_Description of the task:_ Where does the string "cursor" appear in the listing below? Copy every line where it does.

_Supplied information:_

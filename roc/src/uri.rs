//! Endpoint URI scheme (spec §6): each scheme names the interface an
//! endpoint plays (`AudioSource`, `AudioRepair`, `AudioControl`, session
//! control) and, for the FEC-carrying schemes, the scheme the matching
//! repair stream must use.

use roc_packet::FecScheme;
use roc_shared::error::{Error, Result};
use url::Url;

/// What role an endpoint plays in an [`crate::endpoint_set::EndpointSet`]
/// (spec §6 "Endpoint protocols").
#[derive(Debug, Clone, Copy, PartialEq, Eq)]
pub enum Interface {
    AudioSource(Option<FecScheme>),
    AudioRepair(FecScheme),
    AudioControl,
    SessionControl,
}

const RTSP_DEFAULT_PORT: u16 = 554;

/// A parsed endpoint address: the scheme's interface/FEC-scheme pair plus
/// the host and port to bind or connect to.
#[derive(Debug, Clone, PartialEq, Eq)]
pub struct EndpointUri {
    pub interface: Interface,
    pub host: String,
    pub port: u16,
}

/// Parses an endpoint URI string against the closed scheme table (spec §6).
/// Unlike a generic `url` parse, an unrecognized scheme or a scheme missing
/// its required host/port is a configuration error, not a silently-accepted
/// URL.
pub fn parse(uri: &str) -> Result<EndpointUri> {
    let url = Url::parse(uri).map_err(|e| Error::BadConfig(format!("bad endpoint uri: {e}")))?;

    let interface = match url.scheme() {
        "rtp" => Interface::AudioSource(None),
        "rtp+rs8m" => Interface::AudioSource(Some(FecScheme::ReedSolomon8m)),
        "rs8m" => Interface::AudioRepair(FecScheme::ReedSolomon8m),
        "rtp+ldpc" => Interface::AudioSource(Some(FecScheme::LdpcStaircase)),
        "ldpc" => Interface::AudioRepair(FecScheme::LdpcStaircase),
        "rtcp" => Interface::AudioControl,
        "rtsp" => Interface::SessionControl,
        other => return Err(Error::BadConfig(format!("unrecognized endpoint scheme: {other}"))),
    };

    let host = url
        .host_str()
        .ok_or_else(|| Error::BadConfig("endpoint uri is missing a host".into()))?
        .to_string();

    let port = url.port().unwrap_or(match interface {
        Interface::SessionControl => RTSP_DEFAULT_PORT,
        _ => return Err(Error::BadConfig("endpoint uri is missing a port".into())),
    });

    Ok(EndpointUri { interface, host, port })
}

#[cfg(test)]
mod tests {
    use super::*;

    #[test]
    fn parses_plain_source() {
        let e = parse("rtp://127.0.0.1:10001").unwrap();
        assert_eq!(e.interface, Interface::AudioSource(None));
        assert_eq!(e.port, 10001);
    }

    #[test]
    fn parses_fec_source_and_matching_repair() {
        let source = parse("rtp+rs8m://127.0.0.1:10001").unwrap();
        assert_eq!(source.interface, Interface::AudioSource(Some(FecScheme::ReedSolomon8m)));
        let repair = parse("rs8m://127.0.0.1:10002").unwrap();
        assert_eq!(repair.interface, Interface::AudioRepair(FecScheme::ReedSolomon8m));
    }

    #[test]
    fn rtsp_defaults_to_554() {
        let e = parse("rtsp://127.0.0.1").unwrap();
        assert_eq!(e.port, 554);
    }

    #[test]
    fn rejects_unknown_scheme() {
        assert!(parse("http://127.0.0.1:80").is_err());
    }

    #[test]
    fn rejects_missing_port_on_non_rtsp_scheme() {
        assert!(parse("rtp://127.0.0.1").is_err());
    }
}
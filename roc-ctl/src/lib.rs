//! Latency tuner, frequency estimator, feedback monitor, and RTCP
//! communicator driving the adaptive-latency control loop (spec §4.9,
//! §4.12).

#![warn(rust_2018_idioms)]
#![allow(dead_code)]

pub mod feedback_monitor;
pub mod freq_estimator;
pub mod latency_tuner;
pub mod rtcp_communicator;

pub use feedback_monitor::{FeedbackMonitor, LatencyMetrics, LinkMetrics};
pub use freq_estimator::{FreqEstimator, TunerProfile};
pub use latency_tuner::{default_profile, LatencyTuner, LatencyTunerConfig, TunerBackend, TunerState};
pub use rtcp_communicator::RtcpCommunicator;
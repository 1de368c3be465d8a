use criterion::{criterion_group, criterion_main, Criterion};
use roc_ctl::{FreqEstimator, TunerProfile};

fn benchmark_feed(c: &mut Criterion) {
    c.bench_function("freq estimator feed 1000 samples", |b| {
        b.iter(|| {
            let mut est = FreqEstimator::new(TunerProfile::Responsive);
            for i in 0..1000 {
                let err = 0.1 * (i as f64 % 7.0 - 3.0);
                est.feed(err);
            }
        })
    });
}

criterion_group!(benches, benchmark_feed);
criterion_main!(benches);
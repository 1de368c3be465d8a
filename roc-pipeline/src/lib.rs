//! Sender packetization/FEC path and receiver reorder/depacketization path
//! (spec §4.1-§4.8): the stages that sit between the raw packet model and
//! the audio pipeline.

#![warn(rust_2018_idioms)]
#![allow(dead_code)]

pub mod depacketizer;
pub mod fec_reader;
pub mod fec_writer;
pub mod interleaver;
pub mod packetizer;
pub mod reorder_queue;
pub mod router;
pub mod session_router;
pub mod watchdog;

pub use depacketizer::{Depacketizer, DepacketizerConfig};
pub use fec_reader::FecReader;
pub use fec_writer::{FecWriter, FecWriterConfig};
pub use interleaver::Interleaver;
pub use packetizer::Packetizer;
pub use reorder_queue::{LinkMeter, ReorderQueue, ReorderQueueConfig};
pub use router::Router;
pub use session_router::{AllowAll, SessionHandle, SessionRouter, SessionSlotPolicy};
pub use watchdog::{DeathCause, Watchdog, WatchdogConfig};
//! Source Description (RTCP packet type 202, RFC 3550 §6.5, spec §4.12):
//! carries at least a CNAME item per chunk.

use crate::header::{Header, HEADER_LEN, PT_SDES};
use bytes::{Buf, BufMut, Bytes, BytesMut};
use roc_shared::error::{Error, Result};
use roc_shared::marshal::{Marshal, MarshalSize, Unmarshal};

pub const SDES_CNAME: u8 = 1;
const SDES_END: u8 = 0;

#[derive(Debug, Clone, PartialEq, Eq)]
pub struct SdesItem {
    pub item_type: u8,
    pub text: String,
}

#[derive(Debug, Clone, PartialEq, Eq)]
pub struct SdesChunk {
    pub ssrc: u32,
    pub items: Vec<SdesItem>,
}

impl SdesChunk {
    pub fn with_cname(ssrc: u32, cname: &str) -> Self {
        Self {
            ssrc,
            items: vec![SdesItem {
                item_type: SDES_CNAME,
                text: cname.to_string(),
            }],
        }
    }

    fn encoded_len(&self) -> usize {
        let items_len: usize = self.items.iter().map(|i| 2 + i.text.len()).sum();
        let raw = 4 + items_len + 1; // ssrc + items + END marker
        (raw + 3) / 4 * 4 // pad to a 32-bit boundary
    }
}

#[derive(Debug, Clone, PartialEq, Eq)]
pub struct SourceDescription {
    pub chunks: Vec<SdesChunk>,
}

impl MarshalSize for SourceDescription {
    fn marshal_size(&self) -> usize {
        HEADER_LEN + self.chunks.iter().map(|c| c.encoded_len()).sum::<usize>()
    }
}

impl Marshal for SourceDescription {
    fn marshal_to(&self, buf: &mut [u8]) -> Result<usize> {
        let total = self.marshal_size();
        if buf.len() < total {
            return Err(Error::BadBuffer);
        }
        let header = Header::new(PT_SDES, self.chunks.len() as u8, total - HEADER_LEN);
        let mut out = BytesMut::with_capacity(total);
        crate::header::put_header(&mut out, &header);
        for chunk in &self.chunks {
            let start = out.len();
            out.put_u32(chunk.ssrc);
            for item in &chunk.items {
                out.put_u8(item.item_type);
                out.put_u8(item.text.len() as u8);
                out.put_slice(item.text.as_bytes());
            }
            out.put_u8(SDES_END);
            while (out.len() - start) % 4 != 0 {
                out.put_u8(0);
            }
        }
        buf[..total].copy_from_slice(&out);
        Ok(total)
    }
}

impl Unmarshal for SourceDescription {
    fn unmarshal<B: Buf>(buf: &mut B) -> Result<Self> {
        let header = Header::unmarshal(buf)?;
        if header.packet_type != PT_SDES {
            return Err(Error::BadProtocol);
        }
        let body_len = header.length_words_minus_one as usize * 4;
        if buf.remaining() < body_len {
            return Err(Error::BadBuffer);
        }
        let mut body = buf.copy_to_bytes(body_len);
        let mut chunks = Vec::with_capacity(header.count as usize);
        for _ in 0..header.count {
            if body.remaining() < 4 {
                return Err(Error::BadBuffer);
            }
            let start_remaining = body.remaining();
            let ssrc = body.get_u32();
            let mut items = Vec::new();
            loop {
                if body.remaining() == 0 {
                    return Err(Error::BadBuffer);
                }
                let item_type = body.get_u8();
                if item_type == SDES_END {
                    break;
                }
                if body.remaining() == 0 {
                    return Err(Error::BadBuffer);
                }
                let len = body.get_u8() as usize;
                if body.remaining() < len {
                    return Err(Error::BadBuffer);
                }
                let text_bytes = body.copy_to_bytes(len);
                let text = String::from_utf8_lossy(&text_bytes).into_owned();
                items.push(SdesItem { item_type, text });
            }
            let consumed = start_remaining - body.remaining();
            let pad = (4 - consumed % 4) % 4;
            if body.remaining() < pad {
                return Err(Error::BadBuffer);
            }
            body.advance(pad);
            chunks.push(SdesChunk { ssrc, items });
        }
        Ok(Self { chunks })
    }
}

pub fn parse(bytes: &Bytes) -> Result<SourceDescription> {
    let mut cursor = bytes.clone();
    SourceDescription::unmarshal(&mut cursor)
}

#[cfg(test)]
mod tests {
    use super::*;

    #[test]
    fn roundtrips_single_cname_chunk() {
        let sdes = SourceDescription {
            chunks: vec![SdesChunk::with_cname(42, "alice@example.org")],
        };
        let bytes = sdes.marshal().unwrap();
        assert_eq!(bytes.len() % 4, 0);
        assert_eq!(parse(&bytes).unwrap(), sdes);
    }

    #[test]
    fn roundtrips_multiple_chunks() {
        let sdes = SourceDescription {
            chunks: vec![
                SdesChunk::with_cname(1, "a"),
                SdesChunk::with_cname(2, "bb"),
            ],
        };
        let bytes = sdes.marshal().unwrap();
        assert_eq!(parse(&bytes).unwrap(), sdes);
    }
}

_Exercise output:_
    let mut cursor = bytes.clone();
    SourceDescription::unmarshal(&mut cursor)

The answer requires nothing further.